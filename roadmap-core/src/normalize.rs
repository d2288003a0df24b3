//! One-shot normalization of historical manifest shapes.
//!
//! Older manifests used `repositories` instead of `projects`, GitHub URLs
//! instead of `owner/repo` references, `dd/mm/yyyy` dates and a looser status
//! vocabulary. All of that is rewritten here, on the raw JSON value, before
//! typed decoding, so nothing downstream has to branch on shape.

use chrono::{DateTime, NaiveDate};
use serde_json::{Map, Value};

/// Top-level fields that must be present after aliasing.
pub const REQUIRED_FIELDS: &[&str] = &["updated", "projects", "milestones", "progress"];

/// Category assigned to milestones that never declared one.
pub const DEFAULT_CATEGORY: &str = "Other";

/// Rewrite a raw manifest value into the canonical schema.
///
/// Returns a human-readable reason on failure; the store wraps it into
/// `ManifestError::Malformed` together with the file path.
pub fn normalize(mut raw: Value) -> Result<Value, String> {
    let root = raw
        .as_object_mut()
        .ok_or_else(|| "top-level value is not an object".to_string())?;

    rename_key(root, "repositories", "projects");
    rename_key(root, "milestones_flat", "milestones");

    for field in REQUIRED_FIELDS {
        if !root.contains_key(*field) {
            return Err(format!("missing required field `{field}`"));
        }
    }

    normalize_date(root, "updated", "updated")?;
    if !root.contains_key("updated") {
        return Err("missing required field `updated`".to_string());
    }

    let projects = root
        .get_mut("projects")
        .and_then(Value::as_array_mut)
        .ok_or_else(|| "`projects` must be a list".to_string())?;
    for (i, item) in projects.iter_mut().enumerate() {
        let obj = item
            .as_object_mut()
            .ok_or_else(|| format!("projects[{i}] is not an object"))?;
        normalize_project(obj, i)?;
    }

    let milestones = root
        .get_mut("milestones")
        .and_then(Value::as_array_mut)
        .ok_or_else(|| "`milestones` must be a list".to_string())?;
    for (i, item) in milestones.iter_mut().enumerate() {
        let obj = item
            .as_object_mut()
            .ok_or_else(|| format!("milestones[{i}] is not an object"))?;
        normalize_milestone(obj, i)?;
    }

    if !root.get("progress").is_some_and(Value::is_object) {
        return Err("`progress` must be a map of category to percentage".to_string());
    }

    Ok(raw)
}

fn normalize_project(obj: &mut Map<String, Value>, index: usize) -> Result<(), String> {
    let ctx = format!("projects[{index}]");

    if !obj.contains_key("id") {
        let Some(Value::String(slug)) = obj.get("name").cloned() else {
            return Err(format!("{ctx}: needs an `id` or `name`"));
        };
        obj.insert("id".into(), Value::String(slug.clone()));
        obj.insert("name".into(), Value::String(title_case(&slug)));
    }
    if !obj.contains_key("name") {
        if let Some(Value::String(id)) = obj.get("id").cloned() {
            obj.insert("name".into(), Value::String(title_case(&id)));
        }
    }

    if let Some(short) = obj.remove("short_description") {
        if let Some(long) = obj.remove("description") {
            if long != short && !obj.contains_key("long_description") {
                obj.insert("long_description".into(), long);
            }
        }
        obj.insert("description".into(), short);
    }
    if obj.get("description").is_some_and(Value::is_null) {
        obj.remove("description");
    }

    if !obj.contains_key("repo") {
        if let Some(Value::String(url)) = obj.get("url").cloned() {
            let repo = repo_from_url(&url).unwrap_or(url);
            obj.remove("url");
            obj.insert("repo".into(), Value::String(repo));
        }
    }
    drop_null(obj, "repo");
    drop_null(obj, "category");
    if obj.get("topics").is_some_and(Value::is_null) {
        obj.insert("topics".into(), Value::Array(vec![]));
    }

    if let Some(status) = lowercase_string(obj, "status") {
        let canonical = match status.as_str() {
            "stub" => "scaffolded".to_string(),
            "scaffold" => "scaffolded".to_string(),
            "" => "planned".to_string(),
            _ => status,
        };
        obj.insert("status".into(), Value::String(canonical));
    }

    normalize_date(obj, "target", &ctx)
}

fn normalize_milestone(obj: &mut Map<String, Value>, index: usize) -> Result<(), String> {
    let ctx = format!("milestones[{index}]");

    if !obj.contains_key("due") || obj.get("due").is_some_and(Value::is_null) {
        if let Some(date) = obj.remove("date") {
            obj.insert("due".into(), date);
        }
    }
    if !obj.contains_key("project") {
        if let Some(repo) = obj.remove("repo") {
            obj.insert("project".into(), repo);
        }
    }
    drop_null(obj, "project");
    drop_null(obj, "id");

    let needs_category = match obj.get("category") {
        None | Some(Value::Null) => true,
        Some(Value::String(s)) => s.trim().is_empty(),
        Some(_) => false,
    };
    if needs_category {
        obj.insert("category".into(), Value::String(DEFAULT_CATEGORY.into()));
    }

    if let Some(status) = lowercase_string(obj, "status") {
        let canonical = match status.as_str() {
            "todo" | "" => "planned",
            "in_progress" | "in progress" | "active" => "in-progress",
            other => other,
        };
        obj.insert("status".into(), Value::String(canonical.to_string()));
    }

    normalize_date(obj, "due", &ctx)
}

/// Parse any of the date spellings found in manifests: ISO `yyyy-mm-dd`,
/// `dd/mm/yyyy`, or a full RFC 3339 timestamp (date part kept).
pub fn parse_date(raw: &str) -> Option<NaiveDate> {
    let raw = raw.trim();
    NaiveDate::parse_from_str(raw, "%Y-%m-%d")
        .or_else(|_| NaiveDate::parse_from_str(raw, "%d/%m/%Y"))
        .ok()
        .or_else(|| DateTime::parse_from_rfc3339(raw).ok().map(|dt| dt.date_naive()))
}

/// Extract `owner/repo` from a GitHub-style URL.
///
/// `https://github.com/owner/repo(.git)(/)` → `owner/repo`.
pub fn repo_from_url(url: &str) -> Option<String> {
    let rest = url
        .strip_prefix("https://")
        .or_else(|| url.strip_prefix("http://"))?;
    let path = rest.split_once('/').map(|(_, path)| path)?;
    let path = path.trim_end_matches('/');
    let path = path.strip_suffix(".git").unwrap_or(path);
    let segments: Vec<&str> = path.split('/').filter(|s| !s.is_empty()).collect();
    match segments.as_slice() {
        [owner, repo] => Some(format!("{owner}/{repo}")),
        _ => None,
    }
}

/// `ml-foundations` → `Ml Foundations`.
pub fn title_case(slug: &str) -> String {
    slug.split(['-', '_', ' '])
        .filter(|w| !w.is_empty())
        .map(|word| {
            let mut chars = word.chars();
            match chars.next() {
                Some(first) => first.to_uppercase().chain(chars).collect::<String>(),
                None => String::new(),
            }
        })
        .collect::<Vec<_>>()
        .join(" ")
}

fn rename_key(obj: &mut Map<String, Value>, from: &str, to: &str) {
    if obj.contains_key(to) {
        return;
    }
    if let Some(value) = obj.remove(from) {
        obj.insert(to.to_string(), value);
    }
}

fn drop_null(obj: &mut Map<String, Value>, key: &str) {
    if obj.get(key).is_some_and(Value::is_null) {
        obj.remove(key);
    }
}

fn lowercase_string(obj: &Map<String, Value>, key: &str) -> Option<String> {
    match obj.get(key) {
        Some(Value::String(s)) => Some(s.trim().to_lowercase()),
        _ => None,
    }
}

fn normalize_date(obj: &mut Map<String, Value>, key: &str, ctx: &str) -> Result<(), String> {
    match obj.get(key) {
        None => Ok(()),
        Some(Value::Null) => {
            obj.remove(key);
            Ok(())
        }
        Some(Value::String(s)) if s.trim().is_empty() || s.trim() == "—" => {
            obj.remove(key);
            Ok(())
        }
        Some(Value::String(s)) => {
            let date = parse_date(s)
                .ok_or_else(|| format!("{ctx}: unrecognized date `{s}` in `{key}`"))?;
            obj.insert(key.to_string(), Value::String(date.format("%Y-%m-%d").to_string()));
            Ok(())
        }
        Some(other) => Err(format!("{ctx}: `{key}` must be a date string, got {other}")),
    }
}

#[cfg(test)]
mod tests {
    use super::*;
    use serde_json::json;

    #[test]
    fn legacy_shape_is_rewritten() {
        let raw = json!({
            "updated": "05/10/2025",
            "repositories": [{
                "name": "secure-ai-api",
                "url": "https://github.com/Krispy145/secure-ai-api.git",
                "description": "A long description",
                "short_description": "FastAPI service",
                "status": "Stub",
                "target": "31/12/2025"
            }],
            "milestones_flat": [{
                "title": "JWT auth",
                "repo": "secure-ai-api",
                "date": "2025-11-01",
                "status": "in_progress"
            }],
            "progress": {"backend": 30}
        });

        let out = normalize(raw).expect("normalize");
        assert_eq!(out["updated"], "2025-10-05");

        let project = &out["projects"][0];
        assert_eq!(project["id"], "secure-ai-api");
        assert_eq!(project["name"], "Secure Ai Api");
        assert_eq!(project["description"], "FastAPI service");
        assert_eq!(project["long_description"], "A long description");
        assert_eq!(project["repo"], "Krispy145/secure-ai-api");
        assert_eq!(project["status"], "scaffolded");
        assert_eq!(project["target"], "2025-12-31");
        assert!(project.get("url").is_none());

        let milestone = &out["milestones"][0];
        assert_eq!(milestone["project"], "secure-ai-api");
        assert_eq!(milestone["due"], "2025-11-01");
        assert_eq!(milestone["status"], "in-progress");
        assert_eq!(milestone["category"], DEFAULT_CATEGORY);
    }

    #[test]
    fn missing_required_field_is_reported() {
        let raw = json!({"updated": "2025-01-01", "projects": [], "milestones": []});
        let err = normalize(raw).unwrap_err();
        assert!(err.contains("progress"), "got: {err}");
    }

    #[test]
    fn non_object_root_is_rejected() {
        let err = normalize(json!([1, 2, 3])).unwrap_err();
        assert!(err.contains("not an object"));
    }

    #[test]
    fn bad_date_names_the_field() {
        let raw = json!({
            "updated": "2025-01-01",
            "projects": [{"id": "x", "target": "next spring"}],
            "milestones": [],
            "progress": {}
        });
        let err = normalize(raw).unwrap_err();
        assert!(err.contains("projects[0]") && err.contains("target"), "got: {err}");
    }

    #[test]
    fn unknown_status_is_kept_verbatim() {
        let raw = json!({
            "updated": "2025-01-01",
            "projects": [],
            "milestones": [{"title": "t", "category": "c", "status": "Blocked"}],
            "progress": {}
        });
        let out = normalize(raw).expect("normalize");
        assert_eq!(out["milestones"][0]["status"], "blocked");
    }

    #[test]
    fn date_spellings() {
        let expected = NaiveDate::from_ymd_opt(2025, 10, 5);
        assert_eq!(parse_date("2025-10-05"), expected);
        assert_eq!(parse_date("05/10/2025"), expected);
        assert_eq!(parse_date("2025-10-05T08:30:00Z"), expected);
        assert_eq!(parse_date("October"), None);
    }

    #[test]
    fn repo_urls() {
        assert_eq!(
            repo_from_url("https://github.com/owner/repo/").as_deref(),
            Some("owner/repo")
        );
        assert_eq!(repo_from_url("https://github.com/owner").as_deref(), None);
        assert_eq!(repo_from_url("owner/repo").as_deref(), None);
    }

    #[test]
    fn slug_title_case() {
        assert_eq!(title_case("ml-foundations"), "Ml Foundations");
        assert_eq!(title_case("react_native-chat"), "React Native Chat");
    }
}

* * *

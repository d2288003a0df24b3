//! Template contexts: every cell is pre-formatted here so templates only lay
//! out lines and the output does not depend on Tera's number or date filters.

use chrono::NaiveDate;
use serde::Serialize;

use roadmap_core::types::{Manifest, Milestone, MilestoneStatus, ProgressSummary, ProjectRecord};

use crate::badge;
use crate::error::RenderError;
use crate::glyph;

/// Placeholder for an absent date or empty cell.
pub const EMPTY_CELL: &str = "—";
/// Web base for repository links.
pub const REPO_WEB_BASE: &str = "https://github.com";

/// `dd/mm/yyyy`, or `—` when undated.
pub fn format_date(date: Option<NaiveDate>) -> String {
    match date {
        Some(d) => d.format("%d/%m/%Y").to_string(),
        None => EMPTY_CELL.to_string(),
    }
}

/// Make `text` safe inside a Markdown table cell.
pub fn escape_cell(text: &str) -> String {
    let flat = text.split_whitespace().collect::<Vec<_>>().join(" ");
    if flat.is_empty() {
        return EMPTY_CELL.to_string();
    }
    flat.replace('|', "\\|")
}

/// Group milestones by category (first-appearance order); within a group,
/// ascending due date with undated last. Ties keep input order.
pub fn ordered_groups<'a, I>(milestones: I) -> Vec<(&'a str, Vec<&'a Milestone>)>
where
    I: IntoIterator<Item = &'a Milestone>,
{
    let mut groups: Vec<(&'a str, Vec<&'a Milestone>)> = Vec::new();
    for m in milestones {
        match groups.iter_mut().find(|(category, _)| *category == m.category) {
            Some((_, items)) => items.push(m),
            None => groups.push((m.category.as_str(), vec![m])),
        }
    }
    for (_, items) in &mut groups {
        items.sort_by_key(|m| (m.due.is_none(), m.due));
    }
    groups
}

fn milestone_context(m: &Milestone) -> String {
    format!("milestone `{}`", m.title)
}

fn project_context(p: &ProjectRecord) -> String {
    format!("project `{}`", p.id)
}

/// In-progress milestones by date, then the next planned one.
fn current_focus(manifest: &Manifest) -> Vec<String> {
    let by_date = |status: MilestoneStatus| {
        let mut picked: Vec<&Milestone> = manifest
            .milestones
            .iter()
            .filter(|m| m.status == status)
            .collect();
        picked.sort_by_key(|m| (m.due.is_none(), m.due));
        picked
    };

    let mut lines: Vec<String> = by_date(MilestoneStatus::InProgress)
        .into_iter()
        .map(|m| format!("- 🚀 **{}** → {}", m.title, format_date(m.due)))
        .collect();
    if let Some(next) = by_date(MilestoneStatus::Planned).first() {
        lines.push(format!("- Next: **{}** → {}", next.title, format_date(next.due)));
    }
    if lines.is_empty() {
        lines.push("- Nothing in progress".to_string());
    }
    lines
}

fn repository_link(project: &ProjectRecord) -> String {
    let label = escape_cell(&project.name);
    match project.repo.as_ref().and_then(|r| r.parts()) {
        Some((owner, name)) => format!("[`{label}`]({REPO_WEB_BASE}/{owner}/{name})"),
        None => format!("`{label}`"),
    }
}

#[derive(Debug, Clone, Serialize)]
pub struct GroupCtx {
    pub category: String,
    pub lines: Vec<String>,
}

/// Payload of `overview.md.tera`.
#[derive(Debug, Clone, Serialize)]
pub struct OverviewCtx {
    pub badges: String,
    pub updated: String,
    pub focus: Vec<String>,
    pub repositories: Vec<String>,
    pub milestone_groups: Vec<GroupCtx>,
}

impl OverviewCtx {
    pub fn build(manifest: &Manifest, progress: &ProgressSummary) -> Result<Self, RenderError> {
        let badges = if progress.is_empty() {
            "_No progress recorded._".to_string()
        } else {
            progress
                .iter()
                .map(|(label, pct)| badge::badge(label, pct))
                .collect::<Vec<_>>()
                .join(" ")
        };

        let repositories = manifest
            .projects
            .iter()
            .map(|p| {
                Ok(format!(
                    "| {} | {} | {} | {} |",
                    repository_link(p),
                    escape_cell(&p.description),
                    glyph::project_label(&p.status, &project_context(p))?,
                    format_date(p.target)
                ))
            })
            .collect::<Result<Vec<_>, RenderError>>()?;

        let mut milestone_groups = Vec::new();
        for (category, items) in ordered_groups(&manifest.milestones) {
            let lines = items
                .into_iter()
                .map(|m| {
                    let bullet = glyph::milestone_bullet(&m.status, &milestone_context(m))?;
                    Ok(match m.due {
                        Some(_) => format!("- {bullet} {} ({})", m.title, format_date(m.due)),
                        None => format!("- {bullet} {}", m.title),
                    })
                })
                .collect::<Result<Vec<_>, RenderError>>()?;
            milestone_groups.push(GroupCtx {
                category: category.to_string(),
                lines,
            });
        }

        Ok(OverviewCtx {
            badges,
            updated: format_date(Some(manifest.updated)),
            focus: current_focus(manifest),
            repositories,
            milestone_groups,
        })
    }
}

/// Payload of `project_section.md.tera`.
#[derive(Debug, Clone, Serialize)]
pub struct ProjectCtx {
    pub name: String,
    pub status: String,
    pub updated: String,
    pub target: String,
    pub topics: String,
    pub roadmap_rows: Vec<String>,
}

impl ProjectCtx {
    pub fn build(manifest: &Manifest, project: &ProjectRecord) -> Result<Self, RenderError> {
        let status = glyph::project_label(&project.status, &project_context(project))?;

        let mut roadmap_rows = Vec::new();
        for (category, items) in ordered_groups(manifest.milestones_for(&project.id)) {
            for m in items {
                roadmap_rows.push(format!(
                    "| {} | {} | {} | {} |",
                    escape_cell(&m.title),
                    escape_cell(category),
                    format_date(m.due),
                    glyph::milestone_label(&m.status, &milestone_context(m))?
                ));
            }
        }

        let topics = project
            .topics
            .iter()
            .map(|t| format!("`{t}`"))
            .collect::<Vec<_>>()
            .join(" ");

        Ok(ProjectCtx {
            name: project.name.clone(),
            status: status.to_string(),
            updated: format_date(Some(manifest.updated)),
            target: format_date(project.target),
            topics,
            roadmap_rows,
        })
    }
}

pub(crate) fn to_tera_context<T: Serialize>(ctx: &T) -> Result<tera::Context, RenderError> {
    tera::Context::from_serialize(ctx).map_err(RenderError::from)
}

## Task prompt
Go through the data above and copy each line that holds the word "instead".

## Written reply
//! Older manifests used `repositories` instead of `projects`, GitHub URLs
//! instead of `owner/repo` references, `dd/mm/yyyy` dates and a looser status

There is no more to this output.